What needs to be done: Among the lines below, count those containing the word "tests". Give the number only.

Dataset:

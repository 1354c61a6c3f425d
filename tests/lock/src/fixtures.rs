//! Small hand-built worlds and a brute-force grounding oracle.
//!
//! Fixture constructors panic on kernel errors: they only ever build
//! known-good schemas.

use std::collections::BTreeSet;
use std::sync::Arc;

use relplan_kernel::carrier::fact::Fact;
use relplan_kernel::carrier::ident::Ident;
use relplan_kernel::carrier::state::State;
use relplan_kernel::carrier::symbol::SymbolTable;
use relplan_kernel::operators::apply::satisfies_precondition;
use relplan_kernel::operators::compose::SchemaBuilder;
use relplan_kernel::operators::instance::ActionInstance;
use relplan_kernel::operators::schema::ActionSchema;

/// The ball-and-rooms world: one `move(obj, from, to)` schema.
pub struct Rooms {
    pub table: SymbolTable,
    pub schemas: Vec<Arc<ActionSchema>>,
}

impl Rooms {
    /// # Panics
    ///
    /// Never for this fixed schema.
    #[must_use]
    pub fn new() -> Self {
        let mut table = SymbolTable::new();
        let schema = SchemaBuilder::new("move", &["obj", "from", "to"], &mut table)
            .precondition("obj", "at", "from")
            .effect("obj", "at", "to")
            .negative_effect("obj", "at", "from")
            .build()
            .expect("move schema is well formed");
        Self {
            table,
            schemas: vec![Arc::new(schema)],
        }
    }

    /// # Panics
    ///
    /// Panics if the symbol table is full.
    pub fn id(&mut self, name: &str) -> Ident {
        self.table.intern(name).expect("symbol table has room")
    }

    pub fn fact(&mut self, a: &str, rel: &str, b: &str) -> Fact {
        Fact::new(self.id(a), self.id(rel), self.id(b))
    }

    /// `{(ball at room1)}` with `ball`, `room1`, `room2` declared.
    pub fn initial(&mut self) -> State {
        let objects = ["ball", "room1", "room2"].map(|n| self.id(n));
        State::with_objects([self.fact("ball", "at", "room1")], objects)
    }

    #[must_use]
    pub fn render(&self, plan: &[ActionInstance]) -> Vec<String> {
        plan.iter().map(|a| a.render(&self.table)).collect()
    }
}

impl Default for Rooms {
    fn default() -> Self {
        Self::new()
    }
}

/// Every parameter vector of `schema` whose instance is applicable in
/// `state`, found by exhaustive enumeration.
///
/// Candidates range over [`State::object_domain`] with no identifier
/// repeated across parameters.
///
/// # Panics
///
/// Panics if the schema's arity does not match an enumerated vector, which
/// cannot happen.
#[must_use]
pub fn brute_force_ground(schema: &Arc<ActionSchema>, state: &State) -> BTreeSet<Vec<Ident>> {
    let domain: Vec<Ident> = state.object_domain().into_iter().collect();
    let mut found = BTreeSet::new();
    let mut stack: Vec<Vec<Ident>> = vec![Vec::new()];
    while let Some(prefix) = stack.pop() {
        if prefix.len() == schema.arity() {
            let instance =
                ActionInstance::new(Arc::clone(schema), prefix.clone()).expect("arity matches");
            if satisfies_precondition(state, &instance) {
                found.insert(prefix);
            }
            continue;
        }
        for &object in &domain {
            if !prefix.contains(&object) {
                let mut next = prefix.clone();
                next.push(object);
                stack.push(next);
            }
        }
    }
    found
}
//! Cross-process determinism: spawns the `plan_fixture` binary under
//! several environment variants and asserts identical output. Plans and
//! report digests must not depend on process-level state such as hash
//! seeds, cwd, or locale.

use std::path::Path;
use std::process::Command;

/// Resolve the path to the compiled `plan_fixture` binary.
///
/// NOTE: Windows would need `.exe` suffix handling. Windows is not a
/// current target.
fn binary_path() -> String {
    let mut path = std::env::current_exe()
        .expect("can resolve test binary path")
        .parent()
        .expect("binary dir exists")
        .parent()
        .expect("deps parent exists")
        .to_path_buf();
    path.push("plan_fixture");
    path.to_string_lossy().to_string()
}

fn workspace_root() -> String {
    Path::new(env!("CARGO_MANIFEST_DIR"))
        .parent()
        .expect("tests/ exists")
        .parent()
        .expect("workspace root exists")
        .to_string_lossy()
        .to_string()
}

fn run_variant(work_dir: &str, env_overrides: &[(&str, &str)]) -> String {
    let bin = binary_path();
    let mut command = Command::new(&bin);
    command
        .current_dir(work_dir)
        .env_remove("LC_ALL")
        .env_remove("LANG")
        .env_remove("RUST_LOG");
    for &(key, val) in env_overrides {
        command.env(key, val);
    }
    let output = command.output().unwrap_or_else(|e| {
        panic!("failed to spawn {bin} (work_dir={work_dir}, overrides={env_overrides:?}): {e}")
    });
    assert!(
        output.status.success(),
        "plan_fixture exited with {}: stderr={}",
        output.status,
        String::from_utf8_lossy(&output.stderr)
    );
    String::from_utf8(output.stdout).expect("stdout is valid UTF-8")
}

#[test]
fn crossproc_determinism_env_variants() {
    let root = workspace_root();
    let baseline = run_variant(&root, &[]);

    assert_eq!(baseline.matches("report_digest=sha256:").count(), 3);
    assert!(baseline.contains("world=ball_rooms"));
    assert!(baseline.contains("world=blocks_world"));
    assert!(baseline.contains("world=courier_route"));
    assert!(!baseline.contains("plan_digest=none"));

    let variant_cwd = run_variant("/tmp", &[]);
    assert_eq!(baseline, variant_cwd, "output differs when cwd changes");

    let variant_locale = run_variant(&root, &[("LC_ALL", "C"), ("LANG", "C")]);
    assert_eq!(baseline, variant_locale, "output differs when LC_ALL=C LANG=C");

    let variant_noise = run_variant(
        &root,
        &[
            ("RELPLAN_NOISE", "should_not_matter"),
            ("TZ", "America/New_York"),
            ("RUST_LOG", "trace"),
        ],
    );
    assert_eq!(baseline, variant_noise, "output differs with spurious env vars");
}

#[test]
fn crossproc_repeated_runs_identical() {
    let root = workspace_root();
    let first = run_variant(&root, &[]);
    for i in 0..3 {
        assert_eq!(first, run_variant(&root, &[]), "run {i} differs");
    }
}
//! Best-first frontier (Open) with the Closed state set.
//!
//! Closed holds the packed fact keys of every state ever generated, so
//! identity is full fact-set equality rather than node identity. A state
//! enters Closed when first generated and is never reopened.

use std::cmp::Reverse;
use std::collections::{BinaryHeap, HashSet};

use relplan_kernel::carrier::state::State;

use crate::node::{FrontierKey, SearchNode};

/// `BinaryHeap` is a max-heap, so entries order by `Reverse<FrontierKey>`.
#[derive(Debug)]
struct FrontierEntry {
    key: Reverse<FrontierKey>,
    node: SearchNode,
}

impl PartialEq for FrontierEntry {
    fn eq(&self, other: &Self) -> bool {
        self.key == other.key
    }
}

impl Eq for FrontierEntry {}

impl PartialOrd for FrontierEntry {
    fn partial_cmp(&self, other: &Self) -> Option<std::cmp::Ordering> {
        Some(self.cmp(other))
    }
}

impl Ord for FrontierEntry {
    fn cmp(&self, other: &Self) -> std::cmp::Ordering {
        self.key.cmp(&other.key)
    }
}

#[derive(Debug, Default)]
pub struct BestFirstFrontier {
    heap: BinaryHeap<FrontierEntry>,
    closed: HashSet<Vec<u64>>,
    high_water: usize,
}

impl BestFirstFrontier {
    #[must_use]
    pub fn new() -> Self {
        Self::default()
    }

    /// Mark `state` closed. Returns `false` if it already was.
    pub fn close(&mut self, state: &State) -> bool {
        self.closed.insert(state.fact_keys())
    }

    #[must_use]
    pub fn is_closed(&self, state: &State) -> bool {
        self.closed.contains(&state.fact_keys())
    }

    pub fn push(&mut self, node: SearchNode) {
        self.heap.push(FrontierEntry {
            key: Reverse(FrontierKey::from(&node)),
            node,
        });
        self.high_water = self.high_water.max(self.heap.len());
    }

    /// Pop the node with the lowest key.
    #[must_use]
    pub fn pop(&mut self) -> Option<SearchNode> {
        self.heap.pop().map(|e| e.node)
    }

    #[must_use]
    pub fn len(&self) -> usize {
        self.heap.len()
    }

    #[must_use]
    pub fn is_empty(&self) -> bool {
        self.heap.is_empty()
    }

    #[must_use]
    pub fn closed_len(&self) -> usize {
        self.closed.len()
    }

    /// Largest Open size observed.
    #[must_use]
    pub fn high_water(&self) -> usize {
        self.high_water
    }
}
//! Typed kernel errors.
//!
//! Construction-time failures (schemas, symbols, composition) and the
//! fail-closed checked apply path. Grounding and unchecked transition never
//! fail: an identifier that no fact mentions simply yields zero matches.

use thiserror::Error;

/// Typed failure for kernel construction and checked application.
#[derive(Debug, Clone, PartialEq, Eq, Error)]
pub enum KernelError {
    /// A schema references a Free variable that is not declared at the
    /// matching parameter index, or its parameter list is not `Free(0..n)`.
    #[error("malformed schema '{schema}': {detail}")]
    MalformedSchema { schema: String, detail: String },

    /// A dependent schema was referenced by name but never registered.
    #[error("unknown dependent schema '{name}'")]
    UnknownDependentSchema { name: String },

    /// Two schemas were registered under one name.
    #[error("schema '{name}' is already registered")]
    DuplicateSchema { name: String },

    /// A raw value does not fit the 21-bit identifier field (or is the
    /// reserved sentinel 0).
    #[error("identifier {raw} is outside 1..=2^21-1")]
    IdentifierOutOfRange { raw: u32 },

    /// The symbol table has allocated every 21-bit identifier.
    #[error("symbol table exhausted the 21-bit identifier space")]
    IdentifierSpaceExhausted,

    /// A name was allocated twice while restoring a symbol table.
    #[error("symbol '{name}' is already allocated")]
    DuplicateSymbol { name: String },

    /// A name was looked up but never interned.
    #[error("unknown symbol '{name}'")]
    UnknownSymbol { name: String },

    /// An instance parameter vector does not match its schema's arity.
    #[error("schema '{schema}' takes {expected} parameters, got {actual}")]
    ArityMismatch {
        schema: String,
        expected: usize,
        actual: usize,
    },

    /// Checked apply rejected an instance whose preconditions do not hold.
    #[error("cannot apply '{action}': {detail}")]
    PreconditionNotMet { action: String, detail: String },
}

/// Result type for kernel operations.
pub type KernelResult<T> = std::result::Result<T, KernelError>;
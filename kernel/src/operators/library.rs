//! `SchemaLibrary`: the name-keyed schema catalog handed to search.
//!
//! Schemas are stored behind `Arc` so ground instances, heuristic nodes, and
//! concurrent search runs share one immutable copy. Helper schemas exist only
//! to be composed into others via [`crate::operators::compose`]; they are
//! excluded from [`SchemaLibrary::searchable`].

use std::collections::{BTreeMap, BTreeSet};
use std::sync::Arc;

use crate::error::{KernelError, KernelResult};
use crate::operators::schema::ActionSchema;

#[derive(Debug, Clone, Default)]
pub struct SchemaLibrary {
    schemas: BTreeMap<String, Arc<ActionSchema>>,
    helpers: BTreeSet<String>,
}

impl SchemaLibrary {
    #[must_use]
    pub fn new() -> Self {
        Self::default()
    }

    /// Register a searchable schema.
    ///
    /// # Errors
    ///
    /// Returns [`KernelError::DuplicateSchema`] if the name is taken.
    pub fn insert(&mut self, schema: ActionSchema) -> KernelResult<Arc<ActionSchema>> {
        let name = schema.name().to_string();
        if self.schemas.contains_key(&name) {
            return Err(KernelError::DuplicateSchema { name });
        }
        let shared = Arc::new(schema);
        self.schemas.insert(name, Arc::clone(&shared));
        Ok(shared)
    }

    /// Register a composition-only schema.
    ///
    /// # Errors
    ///
    /// Returns [`KernelError::DuplicateSchema`] if the name is taken.
    pub fn insert_helper(&mut self, schema: ActionSchema) -> KernelResult<Arc<ActionSchema>> {
        let name = schema.name().to_string();
        let shared = self.insert(schema)?;
        self.helpers.insert(name);
        Ok(shared)
    }

    #[must_use]
    pub fn get(&self, name: &str) -> Option<&Arc<ActionSchema>> {
        self.schemas.get(name)
    }

    /// Look up a schema referenced by composition.
    ///
    /// # Errors
    ///
    /// Returns [`KernelError::UnknownDependentSchema`] naming the missing
    /// schema.
    pub fn require(&self, name: &str) -> KernelResult<&Arc<ActionSchema>> {
        self.get(name).ok_or_else(|| KernelError::UnknownDependentSchema {
            name: name.to_string(),
        })
    }

    #[must_use]
    pub fn is_helper(&self, name: &str) -> bool {
        self.helpers.contains(name)
    }

    /// Non-helper schemas in name order.
    #[must_use]
    pub fn searchable(&self) -> Vec<Arc<ActionSchema>> {
        self.schemas
            .iter()
            .filter(|(name, _)| !self.helpers.contains(*name))
            .map(|(_, schema)| Arc::clone(schema))
            .collect()
    }

    /// All schemas (helpers included) in name order.
    pub fn iter(&self) -> impl Iterator<Item = &Arc<ActionSchema>> {
        self.schemas.values()
    }

    #[must_use]
    pub fn len(&self) -> usize {
        self.schemas.len()
    }

    #[must_use]
    pub fn is_empty(&self) -> bool {
        self.schemas.is_empty()
    }
}
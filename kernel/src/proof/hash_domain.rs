//! Domain separators for canonical hashing.
//!
//! Each digest kind the planner emits hashes a distinct null-terminated
//! prefix first, so a state fingerprint can never collide with a plan or
//! report digest over the same bytes.

use std::fmt;

/// Which artifact a [`super::hash::canonical_hash`] call is digesting.
#[derive(Debug, Clone, Copy, PartialEq, Eq, Hash, PartialOrd, Ord)]
pub enum HashDomain {
    /// `State` fingerprint over its sorted fact keys.
    StateFingerprint,
    /// Symbol table allocations.
    SymbolTable,
    /// Rendered plan lines.
    PlanDigest,
    /// Resolved search policy.
    PolicySnapshot,
    /// Harness run report.
    RunReport,
}

impl HashDomain {
    /// Every domain, in declaration order.
    pub const ALL: &'static [HashDomain] = &[
        Self::StateFingerprint,
        Self::SymbolTable,
        Self::PlanDigest,
        Self::PolicySnapshot,
        Self::RunReport,
    ];

    /// Prefix bytes fed to the hasher ahead of the payload.
    #[must_use]
    pub const fn as_bytes(&self) -> &'static [u8] {
        match self {
            Self::StateFingerprint => b"RELPLAN::STATE_FINGERPRINT::V1\0",
            Self::SymbolTable => b"RELPLAN::SYMBOL_TABLE::V1\0",
            Self::PlanDigest => b"RELPLAN::PLAN_DIGEST::V1\0",
            Self::PolicySnapshot => b"RELPLAN::POLICY_SNAPSHOT::V1\0",
            Self::RunReport => b"RELPLAN::RUN_REPORT::V1\0",
        }
    }

    fn label(self) -> &'static str {
        match self {
            Self::StateFingerprint => "state_fingerprint",
            Self::SymbolTable => "symbol_table",
            Self::PlanDigest => "plan_digest",
            Self::PolicySnapshot => "policy_snapshot",
            Self::RunReport => "run_report",
        }
    }
}

impl fmt::Display for HashDomain {
    fn fmt(&self, f: &mut fmt::Formatter<'_>) -> fmt::Result {
        f.write_str(self.label())
    }
}
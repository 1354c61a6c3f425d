//! World contract: the minimal trait a world must implement.
//!
//! Worlds provide symbols, schemas, and the initial and goal states. Worlds
//! may NOT run search, replay plans, or hash reports: those are runner
//! concerns.

use relplan_kernel::carrier::state::State;
use relplan_kernel::carrier::symbol::SymbolTable;
use relplan_kernel::operators::library::SchemaLibrary;
use relplan_kernel::KernelError;
use thiserror::Error;

/// Everything the runner needs to plan in one world.
#[derive(Debug, Clone)]
pub struct PlanningProblem {
    /// Name table for every identifier the schemas and states use.
    pub table: SymbolTable,
    /// Searchable schemas plus the helpers they were composed from.
    pub library: SchemaLibrary,
    pub initial: State,
    pub goal: State,
}

/// Typed failure for world construction.
#[derive(Debug, Error)]
pub enum WorldError {
    /// A schema, symbol, or library registration was rejected.
    #[error(transparent)]
    Kernel(#[from] KernelError),
    /// The world's own parameters are inconsistent.
    #[error("invalid world configuration: {detail}")]
    InvalidConfiguration { detail: String },
}

/// The contract a world must implement to be run by the harness runner.
pub trait PlanningWorld {
    /// Unique world identifier (e.g., `"ball_rooms"`).
    fn world_id(&self) -> &str;

    /// Build a fresh planning problem.
    ///
    /// # Errors
    ///
    /// Returns [`WorldError`] if a schema is malformed or the world's
    /// configuration names something it does not define.
    fn build(&self) -> Result<PlanningProblem, WorldError>;
}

Exercise response: 2